Background: Hereditary spastic paraplegias (SPG1-SPG33) are characterized by progressive spastic weakness of the lower limbs. A nucleotide deletion (1110delA) in the (SPG20; OMIM 275900) spartin gene is the origin of autosomal recessive Troyer syndrome. This mutation is predicted to cause premature termination of the spartin protein. However, it remains unknown whether this truncated spartin protein is absent or is present and partially functional in patients. Objective: To determine whether the truncated spartin protein is present or absent in cells derived from patients with Troyer syndrome. Design: Case report. Setting: Academic research. Patients: We describe a new family with Troyer syndrome due to the 1110delA mutation.
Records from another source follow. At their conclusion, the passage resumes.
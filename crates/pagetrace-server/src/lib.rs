pub mod app;
pub mod auth;
pub mod error;
pub mod routes;
pub mod state;
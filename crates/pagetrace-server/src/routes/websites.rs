use std::sync::Arc;

use axum::{
    extract::{Path, State},
    http::StatusCode,
    response::IntoResponse,
    Json,
};
use serde::Deserialize;
use serde_json::json;

use pagetrace_store::Website;

use crate::{error::AppError, state::AppState};

#[derive(Debug, Deserialize)]
pub struct CreateWebsiteRequest {
    pub domain: String,
}

/// Embed snippet for a provisioned website, rendered against the public
/// base URL so it can be pasted straight into a page head.
fn script_snippet(public_url: &str, domain: &str, site_id: &str) -> String {
    format!(
        r#"<script data-domain="{domain}" data-site-id="{site_id}" src="{public_url}/trace.js" defer></script>"#
    )
}

/// `POST /api/websites` — register a domain and mint its site token.
pub async fn create_website(
    State(state): State<Arc<AppState>>,
    Json(req): Json<CreateWebsiteRequest>,
) -> Result<impl IntoResponse, AppError> {
    // Trimmed once up front: the duplicate lookup and the stored row must
    // agree on the domain, or padded input slips past the conflict check.
    let domain = req.domain.trim();
    if domain.is_empty() {
        return Err(AppError::BadRequest("domain is required".to_string()));
    }

    if state
        .websites
        .find_website_by_domain(domain)
        .await
        .map_err(AppError::Internal)?
        .is_some()
    {
        return Err(AppError::DomainTaken);
    }

    let website = Website::new(domain, "admin");
    state
        .websites
        .create_website(website.clone())
        .await
        .map_err(AppError::Internal)?;

    let snippet = script_snippet(&state.config.public_url, &website.domain, &website.site_id);
    Ok((
        StatusCode::CREATED,
        Json(json!({
            "website": website,
            "snippet": snippet,
        })),
    ))
}

/// `GET /api/websites` — all registered websites, newest first.
pub async fn list_websites(
    State(state): State<Arc<AppState>>,
) -> Result<impl IntoResponse, AppError> {
    let websites = state
        .websites
        .list_websites()
        .await
        .map_err(AppError::Internal)?;
    Ok(Json(json!({ "websites": websites })))
}

/// `DELETE /api/websites/{id}` — drop a website registration.
///
/// Session rows are a site-lifecycle concern handled elsewhere; this only
/// removes the registry entry, so the collector starts rejecting the
/// domain's events with 404.
pub async fn delete_website(
    State(state): State<Arc<AppState>>,
    Path(website_id): Path<String>,
) -> Result<impl IntoResponse, AppError> {
    let deleted = state
        .websites
        .delete_website(&website_id)
        .await
        .map_err(AppError::Internal)?;
    if !deleted {
        return Err(AppError::NotFound("Website not found".to_string()));
    }
    Ok(StatusCode::NO_CONTENT)
}

#[cfg(test)]
mod tests {
    use super::*;

    #[test]
    fn snippet_carries_domain_and_token() {
        let snippet = script_snippet("https://stats.example.com", "example.com", "P-ABC123");
        assert!(snippet.contains(r#"data-domain="example.com""#));
        assert!(snippet.contains(r#"data-site-id="P-ABC123""#));
        assert!(snippet.contains("https://stats.example.com/trace.js"));
    }
}
use std::sync::Arc;

use anyhow::Result;
use tracing::info;

use pagetrace_server::state::AppState;
use pagetrace_store::{MemoryStore, Website, WebsiteStore};

#[tokio::main]
async fn main() -> Result<()> {
    // Initialise structured JSON logging. Level controlled via RUST_LOG.
    tracing_subscriber::fmt()
        .with_env_filter(
            tracing_subscriber::EnvFilter::from_default_env()
                .add_directive("pagetrace=info".parse()?),
        )
        .json()
        .init();

    let cfg = pagetrace_core::config::Config::from_env().map_err(|e| anyhow::anyhow!(e))?;

    // A missing GeoIP database is a warning, not a failure: sessions are
    // stored with empty geography fields.
    if !std::path::Path::new(&cfg.geoip_path).exists() {
        tracing::warn!(
            geoip_path = %cfg.geoip_path,
            "GeoIP database not found. Sessions stored with empty geo fields. \
             Point PAGETRACE_GEOIP_PATH at a MaxMind City database to enable lookups."
        );
    }

    let store = Arc::new(MemoryStore::new());

    // Seed a website so the server is usable out of the box.
    if let Some(domain) = cfg.seed_domain.clone() {
        let website = Website::new(&domain, "admin");
        info!(domain, site_id = %website.site_id, "Seeded website");
        store.create_website(website).await?;
    }

    let state = Arc::new(AppState::new(store, cfg.clone()));
    let app = pagetrace_server::app::build_app(Arc::clone(&state));

    let addr = format!("0.0.0.0:{}", cfg.port);
    info!(port = cfg.port, "pagetrace listening on {}", addr);

    let listener = tokio::net::TcpListener::bind(&addr).await?;
    axum::serve(listener, app)
        .with_graceful_shutdown(async move {
            tokio::signal::ctrl_c().await.ok();
        })
        .await?;

    Ok(())
}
Main Outcome Measures: We cultured primary fibroblasts and generated lymphoblasts from affected individuals, carriers, and control subjects and subjected these cells to immunoblot analyses. Results: Spartin protein is undetectable in several cell lines derived from patients with Troyer syndrome. Conclusions: Our data suggest that Troyer syndrome results from complete loss of spartin protein rather than from the predicted partly functional fragment. This may reflect increased protein degradation or impaired translation.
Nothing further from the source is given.